Na decisão recorrida foi fixado o seguinte probatório reputado relevante para a decisão:

A) O Impugnante é uma instituição financeira que exerce normal e habitualmente, entre outras, as atividades de locação financeira (leasing) e de cessão financeira (factoring) — cf. artigo 1° da pi e artigos 2°, 3° e 5° da contestação;
B) Em 2012.02.10, o A……………, SA, preencheu e entregou a declaração periódica de IVA, do período de 2011/12, constante de fls. 24 a 27 do PA, que aqui se dá como integralmente reproduzida, em que declarou como total da base tributária € 327 161 753,28, total de imposto a favor do sujeito passivo € 9 565 904,93 e total de imposto a favor do Estado € 14 398 113,51;
C) No exercício de 2011, o Impugnante apurou o pro-rata de dedução de 8 de acordo com os seguintes quadros (cf. artigo 12° da pi e artigo 10° da contestação):












D) Em 2014.02.10, foi enviado ao Serviço de Finanças de Lisboa-2, a reclamação graciosa do ato de autoliquidação de IVA do ano de 2012, constante de fls. 6 a 22 do PA e que aqui se dá como integramente reproduzida, na qual termina pedindo a revisão da autoliquidação de IVA (...) de modo a ser relevado no apuramento do pro-rata de dedução a componente capital que integra as rendas faturadas no âmbito da locação financeira (cr. fls. 186 do PA);
a. O Impugnante solicitou assim, a relevação da componente de capital das rendas faturadas no ano de 2011 no âmbito dos contratos de locação financeira o que implicaria apurar um pro-rata de 19%, de acordo com os seguintes quadros (artigo 17° da pi e artigos 11° a 14° da contestação):





E) Por despacho de 2014.05.08, da Chefe de Divisão, por delegação de competências (DR 2 Série, nº 246, de 2013.12.19), exarado no projeto elaborado pela Divisão de Gestão e Assistência Tributária da Unidade dos Grandes Contribuintes, foi aprovado o projeto de decisão de indeferimento da reclamação graciosa apresentada pelo Impugnante;
F) Por carta registada em 2014.05.09, foi comunicado ao Impugnante o projeto de despacho de indeferimento da reclamação graciosa apresentada e para exercer o direito de participação, na modalidade de audição prévia, por escrito (cf. fls. 192, 193, 217 e 218 do PA);
G) Por despacho de 2014.06.26 do Diretor de Serviços, exarado na informação n° 88-APD/2014, de 10 de Abril, da Divisão de Gestão e Assistência Tributária da Unidade dos Grandes Contribuintes, a reclamação graciosa foi indeferida; deste despacho transcreve-se:
a. Concordo, pelo que indefiro a reclamação graciosa;
b. Notifique-se o contribuinte;
c. (...);
H) Da informação n° 88-APD/2014, de 10 de Abril, da Divisão de Gestão e Assistência Tributária da Unidade dos Grandes Contribuintes, constante de f 219 a 240 do PA e que aqui se dá como integralmente reproduzida, transcreve-se:
a. (...);
b. 44. A pretensão controvertida na Reclamação Graciosa em apreço, consubstancia-se na anulação parcial da autoliquidação de IVA, subjacente à declaração periódica n.° 102019785780, referente ao período de dezembro de 2011 (1112), decorrente da alegada entrega em excesso da importância de € 5.561.282,00, considerando, a Reclamante, tratar-se de um erro na autoliquidação consubstanciado num erro no apuramento do pro rata relativo ao exercício de 2011.

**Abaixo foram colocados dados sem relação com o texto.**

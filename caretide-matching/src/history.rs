//! Match history audit trail
//!
//! Append-only: one row per matching attempt or proposal outcome. History
//! writes are best-effort and never fail the primary operation.

use chrono::{DateTime, Utc};
use serde::{Deserialize, Serialize};

use crate::candidate::MatchQuality;
use crate::ids::{
    CaregiverId, MatchHistoryId, OpenShiftId, OrganizationId, ProposalId, UserId, VisitId,
};

/// Outcome recorded by a history row
#[derive(Debug, Clone, Copy, PartialEq, Eq, Serialize, Deserialize)]
#[serde(rename_all = "SCREAMING_SNAKE_CASE")]
pub enum MatchOutcome {
    /// Proposals were emitted for the attempt
    Proposed,
    /// A proposal was accepted and the visit assigned
    Accepted,
    /// A proposal was rejected
    Rejected,
    /// A proposal expired unanswered
    Expired,
    /// Ranking produced no eligible candidate
    NoCandidates,
}

/// One audit row in the append-only match history
#[derive(Debug, Clone, Serialize, Deserialize)]
pub struct MatchHistory {
    /// Unique row identifier
    pub id: MatchHistoryId,
    /// Shift the row describes
    pub open_shift_id: OpenShiftId,
    /// Underlying visit
    pub visit_id: VisitId,
    /// Owning organization
    pub organization_id: OrganizationId,
    /// Caregiver involved, when the outcome concerns one proposal
    pub caregiver_id: Option<CaregiverId>,
    /// Proposal involved, when the outcome concerns one proposal
    pub proposal_id: Option<ProposalId>,
    /// What happened
    pub outcome: MatchOutcome,
    /// Score snapshot, when one applies
    pub match_score: Option<u8>,
    /// Quality snapshot, when one applies
    pub match_quality: Option<MatchQuality>,
    /// Attempt counter of the shift at recording time; monotone per shift
    pub attempt_number: u32,
    /// Whether the outcome ended with the visit assigned
    pub assigned_successfully: bool,
    /// Configuration snapshot for audit replay
    pub configuration_snapshot: Option<serde_json::Value>,
    /// Minutes between proposal emission and response
    pub response_time_minutes: Option<i64>,
    /// Free-form note, e.g. eligible/total counts
    pub note: Option<String>,
    /// Recording instant
    pub recorded_at: DateTime<Utc>,
    /// Recording user, when operator-driven
    pub recorded_by: Option<UserId>,
}

impl MatchHistory {
    /// Row skeleton for a shift-level outcome
    pub fn for_attempt(
        shift_id: OpenShiftId,
        visit_id: VisitId,
        organization_id: OrganizationId,
        outcome: MatchOutcome,
        attempt_number: u32,
        now: DateTime<Utc>,
    ) -> Self {
        Self {
            id: MatchHistoryId::new(),
            open_shift_id: shift_id,
            visit_id,
            organization_id,
            caregiver_id: None,
            proposal_id: None,
            outcome,
            match_score: None,
            match_quality: None,
            attempt_number,
            assigned_successfully: false,
            configuration_snapshot: None,
            response_time_minutes: None,
            note: None,
            recorded_at: now,
            recorded_by: None,
        }
    }

    /// Attach a proposal's identity and score snapshot
    pub fn with_proposal(
        mut self,
        proposal_id: ProposalId,
        caregiver_id: CaregiverId,
        match_score: u8,
        match_quality: MatchQuality,
    ) -> Self {
        self.proposal_id = Some(proposal_id);
        self.caregiver_id = Some(caregiver_id);
        self.match_score = Some(match_score);
        self.match_quality = Some(match_quality);
        self
    }

    /// Attach a free-form note
    pub fn with_note(mut self, note: impl Into<String>) -> Self {
        self.note = Some(note.into());
        self
    }
}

c. 45. Analisado o requerimento apresentado pela Reclamante, bem como os fundamentos invocados, verifica-se que a questão aqui em análise prende-se com a consideração do valor referente ao capital das rendas faturadas no âmbito dos contratos de locação financeira para determinação do pro rata do respetivo período de tributação.

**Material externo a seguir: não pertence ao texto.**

// Environment variable overrides
//
// Each setting maps to one fully spelled-out variable; overrides beat both
// file values and defaults. A set-but-unparsable variable is an error, not
// a silent fallback.

use std::env;
use std::str::FromStr;

use crate::settings::{RuntimeSettings, SettingsError};

/// Environment variable for the default proposal TTL in minutes
pub const PROPOSAL_DEFAULT_TTL_MINUTES: &str = "PROPOSAL_DEFAULT_TTL_MINUTES";
/// Environment variable for the per-shift match budget in milliseconds
pub const MATCHER_PER_SHIFT_BUDGET_MS: &str = "MATCHER_PER_SHIFT_BUDGET_MS";
/// Environment variable for the expirer sweep interval in seconds
pub const EXPIRER_INTERVAL_SECONDS: &str = "EXPIRER_INTERVAL_SECONDS";
/// Environment variable for the default minimum proposal score
pub const MATCH_DEFAULT_MIN_SCORE: &str = "MATCH_DEFAULT_MIN_SCORE";
/// Environment variable for the default proposal fan-out cap
pub const MATCH_DEFAULT_MAX_PROPOSALS: &str = "MATCH_DEFAULT_MAX_PROPOSALS";

/// Apply environment variable overrides onto loaded settings
pub fn apply_env_overrides(settings: &mut RuntimeSettings) -> Result<(), SettingsError> {
    if let Some(value) = parse_var(PROPOSAL_DEFAULT_TTL_MINUTES)? {
        settings.proposal_default_ttl_minutes = value;
    }
    if let Some(value) = parse_var(MATCHER_PER_SHIFT_BUDGET_MS)? {
        settings.matcher_per_shift_budget_ms = value;
    }
    if let Some(value) = parse_var(EXPIRER_INTERVAL_SECONDS)? {
        settings.expirer_interval_seconds = value;
    }
    if let Some(value) = parse_var(MATCH_DEFAULT_MIN_SCORE)? {
        settings.match_default_min_score = value;
    }
    if let Some(value) = parse_var(MATCH_DEFAULT_MAX_PROPOSALS)? {
        settings.match_default_max_proposals = value;
    }
    Ok(())
}

fn parse_var<T: FromStr>(name: &str) -> Result<Option<T>, SettingsError>
where
    T::Err: std::fmt::Display,
{
    match env::var(name) {
        Ok(raw) => raw
            .trim()
            .parse::<T>()
            .map(Some)
            .map_err(|e| SettingsError::Invalid {
                name: name.to_string(),
                reason: format!("cannot parse {:?}: {}", raw, e),
            }),
        Err(_) => Ok(None),
    }
}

d. 46. No caso concreto, estamos perante operações de locação financeira mobiliária, e pretende aferir-se a legalidade, face às normas de direito comunitário ou de direito interno, da exclusão do cálculo da percentagem de dedução, da parte do valor da renda da locação que corresponde à amortização financeira, apenas considerando o montante de furos e outros encargos faturados.
e. 47. Antes de procedermos à apreciação do mérito da presente reclamação graciosa, importa aludir ao facto da Reclamante se enquadrar, em sede de IVA, no regime normal, com periodicidade mensal, assumindo a natureza de sujeito passivo “misto”.
f. 48. Isto porque, realiza operações financeiras que não conferem o direito à dedução de IVA, por se encontrarem isentas ao abrigo do n.° 27 do artigo 9º do CIVA e operações com liquidação de IVA, como acontece, por exemplo, com as rendas de leasing e AW, que conferem direito à dedução do IVA suportado.
g. 49. A Reclamante realiza ainda outras operações financeiras ou acessórias que conferem, igualmente, o direito à dedução de IVA, em conformidade com o disposto no artigo 20.º do CIVA.
h. 50. No conjunto das operações que conferem direito à dedução de IVA, integram-se os contratos de locação, os quais a Reclamante assume a posição de locadora e, nessa qualidade, adquire bens (ou o financiamento para a sua aquisição) que são objeto desses contratos, acrescidos de IVA, sendo os mesmos entregues aos respetivos locatários para seu uso e fruição.
i. 51. Em contrapartida, a Reclamante fatura rendas aos locatários, às quais acresce o IVA.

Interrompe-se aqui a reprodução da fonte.